### [Task instructions]
Each record below must be written out exactly as given.

### [Data excerpts]
// Copyright 2025 the Understory Authors
// SPDX-License-Identifier: Apache-2.0 OR MIT

// After you edit the crate's doc comment, run this command, then check README.md for any missing links
// cargo rdme --workspace-project=understory_paginator --heading-base-level=0

//! Understory Paginator: a headless controller for paging through views.
//!
//! Given an ordered, non-empty sequence of host views, a [`Paginator`] steps
//! forward and backward through them, starting a [`Transition`] for every step.
//! It can optionally:
//!
//! - wrap around at either end ([`WrapMode::Loop`]),
//! - keep a tap-to-advance gesture attached to the current view,
//! - notify an [`EndListener`] when a forward step lands on the last view.
//!
//! The core concepts are:
//!
//! - [`PageView`]: the one capability the paginator needs from a host view,
//!   attaching and detaching the tap-to-advance gesture.
//! - [`Transition`]: a pluggable, fire-and-forget effect between an outgoing
//!   and an incoming view. [`FlipTransition`] delegates a card flip to views
//!   implementing [`Flip`]; [`NoTransition`] swaps instantly.
//! - [`TransitionFactory`]: builds default forward/backward transitions from
//!   host context, supplied once when the paginator is built.
//! - [`TapState`]: turns pointer down/up into taps for hosts that do not report
//!   clicks themselves.
//!
//! This crate deliberately does **not** render anything or own an event loop.
//! Host frameworks are responsible for:
//!
//! - Owning the widgets behind each view handle.
//! - Forwarding taps on the view holding the gesture to [`Paginator::tap`]
//!   (or pointer events to [`Paginator::pointer_down`] / [`Paginator::pointer_up`]).
//! - Playing the effect a [`Transition`] asks for.
//!
//! ## Minimal example
//!
//! ```rust
//! use understory_paginator::{NoTransition, PageView, Paginator, WrapMode};
//!
//! #[derive(Debug)]
//! struct Card {
//!     id: u32,
//!     tappable: bool,
//! }
//!
//! impl PageView for Card {
//!     fn set_tap_to_advance(&mut self, attached: bool) {
//!         self.tappable = attached;
//!     }
//! }
//!
//! let cards = (0..3).map(|id| Card { id, tappable: false }).collect::<Vec<_>>();
//! let mut pager = Paginator::builder(cards)
//!     .wrap(WrapMode::Loop)
//!     .factory(NoTransition::default())
//!     .listener(|| println!("last card"))
//!     .build()
//!     .unwrap();
//!
//! // Only the current card carries the gesture.
//! assert!(pager.current_view().tappable);
//!
//! pager.advance();
//! pager.advance(); // prints "last card"
//! assert_eq!(pager.current_view().id, 2);
//!
//! // Looping wraps back to the first card.
//! let step = pager.advance().unwrap();
//! assert!(step.wrapped);
//! assert_eq!(pager.current_view().id, 0);
//! ```
//!
//! ## Flip transitions
//!
//! Views that can play a card flip implement [`Flip`]; [`FlipFactory`] then
//! provides a right flip forward and a left flip backward.
//!
//! ```rust
//! use core::cell::Cell;
//! use core::time::Duration;
//! use understory_paginator::{Flip, FlipFactory, FlipSide, PageView, Paginator};
//!
//! #[derive(Debug, Default)]
//! struct Page {
//!     last_flip: Cell<Option<FlipSide>>,
//! }
//!
//! impl PageView for Page {
//!     fn set_tap_to_advance(&mut self, _attached: bool) {}
//! }
//!
//! impl Flip for Page {
//!     fn start_flip(&self, _incoming: &Self, side: FlipSide, _duration: Duration) {
//!         self.last_flip.set(Some(side));
//!     }
//! }
//!
//! let mut pager = Paginator::new(vec![Page::default(), Page::default()], FlipFactory::default())
//!     .unwrap();
//! pager.set_backward_duration(Duration::from_millis(250));
//!
//! pager.advance();
//! assert_eq!(pager.views()[0].last_flip.get(), Some(FlipSide::Right));
//! pager.retreat();
//! assert_eq!(pager.views()[1].last_flip.get(), Some(FlipSide::Left));
//! ```
//!
//! ## Features
//!
//! - `std` (default): enables `std` support for dependencies.
//! - `libm`: enables `no_std` builds that rely on `libm` for the tap slop distance.
//! - `serde`: derives `Serialize`/`Deserialize` for [`PaginatorOptions`] and
//!   the small enums it uses.
//!
//! Steps are logged with `tracing` at `debug` level; ignored requests and
//! gesture moves at `trace` level.
//!
//! This crate is `no_std` and uses `alloc`.

#![no_std]

extern crate alloc;

mod error;
mod paginator;
mod tap;
mod transition;

pub use error::{ErrorKind, PaginatorError};
pub use paginator::{
    EndListener, PageView, Paginator, PaginatorBuilder, PaginatorOptions, Step, WrapMode,
};
pub use tap::{Press, TapResult, TapState};
pub use transition::{
    Direction, Flip, FlipFactory, FlipSide, FlipTransition, NoTransition, Transition,
    TransitionFactory,
};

### [Response to this task]
// Copyright 2025 the Understory Authors
// SPDX-License-Identifier: Apache-2.0 OR MIT

// After you edit the crate's doc comment, run this command, then check README.md for any missing links
// cargo rdme --workspace-project=understory_paginator --heading-base-level=0

//! Understory Paginator: a headless controller for paging through views.
//!
//! Given an ordered, non-empty sequence of host views, a [`Paginator`] steps
//! forward and backward through them, starting a [`Transition`] for every step.
//! It can optionally:
//!
//! - wrap around at either end ([`WrapMode::Loop`]),
//! - keep a tap-to-advance gesture attached to the current view,
//! - notify an [`EndListener`] when a forward step lands on the last view.
//!
//! The core concepts are:
//!
//! - [`PageView`]: the one capability the paginator needs from a host view,
//!   attaching and detaching the tap-to-advance gesture.
//! - [`Transition`]: a pluggable, fire-and-forget effect between an outgoing
//!   and an incoming view. [`FlipTransition`] delegates a card flip to views
//!   implementing [`Flip`]; [`NoTransition`] swaps instantly.
//! - [`TransitionFactory`]: builds default forward/backward transitions from
//!   host context, supplied once when the paginator is built.
//! - [`TapState`]: turns pointer down/up into taps for hosts that do not report
//!   clicks themselves.
//!
//! This crate deliberately does **not** render anything or own an event loop.
//! Host frameworks are responsible for:
//!
//! - Owning the widgets behind each view handle.
//! - Forwarding taps on the view holding the gesture to [`Paginator::tap`]
//!   (or pointer events to [`Paginator::pointer_down`] / [`Paginator::pointer_up`]).
//! - Playing the effect a [`Transition`] asks for.
//!
//! ## Minimal example
//!
//! ```rust
//! use understory_paginator::{NoTransition, PageView, Paginator, WrapMode};
//!
//! #[derive(Debug)]
//! struct Card {
//!     id: u32,
//!     tappable: bool,
//! }
//!
//! impl PageView for Card {
//!     fn set_tap_to_advance(&mut self, attached: bool) {
//!         self.tappable = attached;
//!     }
//! }
//!
//! let cards = (0..3).map(|id| Card { id, tappable: false }).collect::<Vec<_>>();
//! let mut pager = Paginator::builder(cards)
//!     .wrap(WrapMode::Loop)
//!     .factory(NoTransition::default())
//!     .listener(|| println!("last card"))
//!     .build()
//!     .unwrap();
//!
//! // Only the current card carries the gesture.
//! assert!(pager.current_view().tappable);
//!
//! pager.advance();
//! pager.advance(); // prints "last card"
//! assert_eq!(pager.current_view().id, 2);
//!
//! // Looping wraps back to the first card.
//! let step = pager.advance().unwrap();
//! assert!(step.wrapped);
//! assert_eq!(pager.current_view().id, 0);
//! ```
//!
//! ## Flip transitions
//!
//! Views that can play a card flip implement [`Flip`]; [`FlipFactory`] then
//! provides a right flip forward and a left flip backward.
//!
//! ```rust
//! use core::cell::Cell;
//! use core::time::Duration;
//! use understory_paginator::{Flip, FlipFactory, FlipSide, PageView, Paginator};
//!
//! #[derive(Debug, Default)]
//! struct Page {
//!     last_flip: Cell<Option<FlipSide>>,
//! }
//!
//! impl PageView for Page {
//!     fn set_tap_to_advance(&mut self, _attached: bool) {}
//! }
//!
//! impl Flip for Page {
//!     fn start_flip(&self, _incoming: &Self, side: FlipSide, _duration: Duration) {
//!         self.last_flip.set(Some(side));
//!     }
//! }
//!
//! let mut pager = Paginator::new(vec![Page::default(), Page::default()], FlipFactory::default())
//!     .unwrap();
//! pager.set_backward_duration(Duration::from_millis(250));
//!
//! pager.advance();
//! assert_eq!(pager.views()[0].last_flip.get(), Some(FlipSide::Right));
//! pager.retreat();
//! assert_eq!(pager.views()[1].last_flip.get(), Some(FlipSide::Left));
//! ```
//!
//! ## Features
//!
//! - `std` (default): enables `std` support for dependencies.
//! - `libm`: enables `no_std` builds that rely on `libm` for the tap slop distance.
//! - `serde`: derives `Serialize`/`Deserialize` for [`PaginatorOptions`] and
//!   the small enums it uses.
//!
//! Steps are logged with `tracing` at `debug` level; ignored requests and
//! gesture moves at `trace` level.
//!
//! This crate is `no_std` and uses `alloc`.

#![no_std]

extern crate alloc;

mod error;
mod paginator;
mod tap;
mod transition;

pub use error::{ErrorKind, PaginatorError};
pub use paginator::{
    EndListener, PageView, Paginator, PaginatorBuilder, PaginatorOptions, Step, WrapMode,
};
pub use tap::{Press, TapResult, TapState};
pub use transition::{
    Direction, Flip, FlipFactory, FlipSide, FlipTransition, NoTransition, Transition,
    TransitionFactory,
};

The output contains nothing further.